BEGIN Data for the task
//! Token bucket bookkeeping for the rate-limited lock.

use std::time::{Duration, Instant};

use super::changer::LimiterSettings;

const NANOS_PER_SEC: u128 = 1_000_000_000;

/// Build a `Duration` from a nanosecond count, saturating at `Duration::MAX`.
pub(crate) fn duration_from_nanos(nanos: u128) -> Duration {
    let secs = nanos / NANOS_PER_SEC;
    match u64::try_from(secs) {
        Ok(secs) => Duration::new(secs, (nanos % NANOS_PER_SEC) as u32),
        Err(_) => Duration::MAX,
    }
}

/// Token and refill state protected by the limiter's bookkeeping lock.
///
/// The clock is always passed in, so every transition can be exercised
/// deterministically.
#[derive(Debug, Clone)]
pub struct Bucket {
    /// Currently available tokens
    tokens: u64,
    /// Capacity ceiling for `tokens`
    max_tokens: u64,
    /// Time that must elapse to earn one token
    wait_limit: Duration,
    /// Scale reference for limit adjustments
    unit: Duration,
    /// When the last successful acquisition happened
    last_acquire: Instant,
    /// Start of the elapsed time that has not been credited as tokens yet
    refill_anchor: Instant,
}

impl Bucket {
    /// Create a bucket. Initial tokens above `max_tokens` are capped.
    pub fn new(
        tokens: u64,
        max_tokens: u64,
        wait_limit: Duration,
        unit: Duration,
        now: Instant,
    ) -> Self {
        Self {
            tokens: tokens.min(max_tokens),
            max_tokens,
            wait_limit,
            unit,
            last_acquire: now,
            refill_anchor: now,
        }
    }

    /// Credit every whole refill interval elapsed since the anchor.
    ///
    /// The anchor advances by exactly the credited intervals, so repeated
    /// passes within one interval never count the same time twice. A full
    /// bucket discards the elapsed time.
    pub fn refresh(&mut self, now: Instant) {
        if self.wait_limit.is_zero() {
            self.tokens = self.max_tokens;
            self.refill_anchor = now;
            return;
        }

        let elapsed = now.saturating_duration_since(self.refill_anchor);
        let accrued = elapsed.as_nanos() / self.wait_limit.as_nanos();
        if accrued == 0 {
            return;
        }

        let credited = u64::try_from(accrued).unwrap_or(u64::MAX);
        self.tokens = self.tokens.saturating_add(credited).min(self.max_tokens);

        if self.tokens == self.max_tokens {
            self.refill_anchor = now;
        } else {
            self.refill_anchor += duration_from_nanos(accrued * self.wait_limit.as_nanos());
        }
    }

    /// Tokens that must be available to admit a request of `cost`.
    ///
    /// Clamped to `[1, max_tokens]` so an oversized request is not starved.
    pub fn threshold(&self, cost: u64) -> u64 {
        cost.max(1).min(self.max_tokens)
    }

    /// Refresh, then admit `cost` if enough tokens are available.
    ///
    /// The deduction is capped at `max_tokens`, matching the threshold, so
    /// the token count never underflows.
    pub fn try_take(&mut self, cost: u64, now: Instant) -> bool {
        self.refresh(now);
        if self.tokens < self.threshold(cost) {
            return false;
        }

        self.last_acquire = now;
        self.tokens = self.tokens.saturating_sub(cost.min(self.max_tokens));
        true
    }

    /// Time until the next token is credited.
    pub fn time_to_next_token(&self, now: Instant) -> Duration {
        let elapsed = now.saturating_duration_since(self.refill_anchor);
        self.wait_limit.saturating_sub(elapsed)
    }

    /// Top up the bucket independently of elapsed time.
    pub fn add_tokens(&mut self, tokens: u64) {
        self.tokens = self.tokens.saturating_add(tokens).min(self.max_tokens);
    }

    pub fn tokens(&self) -> u64 {
        self.tokens
    }

    pub fn max_tokens(&self) -> u64 {
        self.max_tokens
    }

    pub fn wait_limit(&self) -> Duration {
        self.wait_limit
    }

    pub fn set_wait_limit(&mut self, wait_limit: Duration) {
        self.wait_limit = wait_limit;
    }

    pub fn unit(&self) -> Duration {
        self.unit
    }

    pub fn set_unit(&mut self, unit: Duration) {
        self.unit = unit;
    }

    pub fn last_acquire(&self) -> Instant {
        self.last_acquire
    }
}

impl LimiterSettings for Bucket {
    fn unit(&self) -> Duration {
        self.unit
    }

    fn wait_limit(&self) -> Duration {
        self.wait_limit
    }

    fn max_tokens(&self) -> u64 {
        self.max_tokens
    }
}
END Data for the task
Exercise requirements
What is needed is an exact copy of all the records.

Answer section
//! Token bucket bookkeeping for the rate-limited lock.

use std::time::{Duration, Instant};

use super::changer::LimiterSettings;

const NANOS_PER_SEC: u128 = 1_000_000_000;

/// Build a `Duration` from a nanosecond count, saturating at `Duration::MAX`.
pub(crate) fn duration_from_nanos(nanos: u128) -> Duration {
    let secs = nanos / NANOS_PER_SEC;
    match u64::try_from(secs) {
        Ok(secs) => Duration::new(secs, (nanos % NANOS_PER_SEC) as u32),
        Err(_) => Duration::MAX,
    }
}

/// Token and refill state protected by the limiter's bookkeeping lock.
///
/// The clock is always passed in, so every transition can be exercised
/// deterministically.
#[derive(Debug, Clone)]
pub struct Bucket {
    /// Currently available tokens
    tokens: u64,
    /// Capacity ceiling for `tokens`
    max_tokens: u64,
    /// Time that must elapse to earn one token
    wait_limit: Duration,
    /// Scale reference for limit adjustments
    unit: Duration,
    /// When the last successful acquisition happened
    last_acquire: Instant,
    /// Start of the elapsed time that has not been credited as tokens yet
    refill_anchor: Instant,
}

impl Bucket {
    /// Create a bucket. Initial tokens above `max_tokens` are capped.
    pub fn new(
        tokens: u64,
        max_tokens: u64,
        wait_limit: Duration,
        unit: Duration,
        now: Instant,
    ) -> Self {
        Self {
            tokens: tokens.min(max_tokens),
            max_tokens,
            wait_limit,
            unit,
            last_acquire: now,
            refill_anchor: now,
        }
    }

    /// Credit every whole refill interval elapsed since the anchor.
    ///
    /// The anchor advances by exactly the credited intervals, so repeated
    /// passes within one interval never count the same time twice. A full
    /// bucket discards the elapsed time.
    pub fn refresh(&mut self, now: Instant) {
        if self.wait_limit.is_zero() {
            self.tokens = self.max_tokens;
            self.refill_anchor = now;
            return;
        }

        let elapsed = now.saturating_duration_since(self.refill_anchor);
        let accrued = elapsed.as_nanos() / self.wait_limit.as_nanos();
        if accrued == 0 {
            return;
        }

        let credited = u64::try_from(accrued).unwrap_or(u64::MAX);
        self.tokens = self.tokens.saturating_add(credited).min(self.max_tokens);

        if self.tokens == self.max_tokens {
            self.refill_anchor = now;
        } else {
            self.refill_anchor += duration_from_nanos(accrued * self.wait_limit.as_nanos());
        }
    }

    /// Tokens that must be available to admit a request of `cost`.
    ///
    /// Clamped to `[1, max_tokens]` so an oversized request is not starved.
    pub fn threshold(&self, cost: u64) -> u64 {
        cost.max(1).min(self.max_tokens)
    }

    /// Refresh, then admit `cost` if enough tokens are available.
    ///
    /// The deduction is capped at `max_tokens`, matching the threshold, so
    /// the token count never underflows.
    pub fn try_take(&mut self, cost: u64, now: Instant) -> bool {
        self.refresh(now);
        if self.tokens < self.threshold(cost) {
            return false;
        }

        self.last_acquire = now;
        self.tokens = self.tokens.saturating_sub(cost.min(self.max_tokens));
        true
    }

    /// Time until the next token is credited.
    pub fn time_to_next_token(&self, now: Instant) -> Duration {
        let elapsed = now.saturating_duration_since(self.refill_anchor);
        self.wait_limit.saturating_sub(elapsed)
    }

    /// Top up the bucket independently of elapsed time.
    pub fn add_tokens(&mut self, tokens: u64) {
        self.tokens = self.tokens.saturating_add(tokens).min(self.max_tokens);
    }

    pub fn tokens(&self) -> u64 {
        self.tokens
    }

    pub fn max_tokens(&self) -> u64 {
        self.max_tokens
    }

    pub fn wait_limit(&self) -> Duration {
        self.wait_limit
    }

    pub fn set_wait_limit(&mut self, wait_limit: Duration) {
        self.wait_limit = wait_limit;
    }

    pub fn unit(&self) -> Duration {
        self.unit
    }

    pub fn set_unit(&mut self, unit: Duration) {
        self.unit = unit;
    }

    pub fn last_acquire(&self) -> Instant {
        self.last_acquire
    }
}

impl LimiterSettings for Bucket {
    fn unit(&self) -> Duration {
        self.unit
    }

    fn wait_limit(&self) -> Duration {
        self.wait_limit
    }

    fn max_tokens(&self) -> u64 {
        self.max_tokens
    }
}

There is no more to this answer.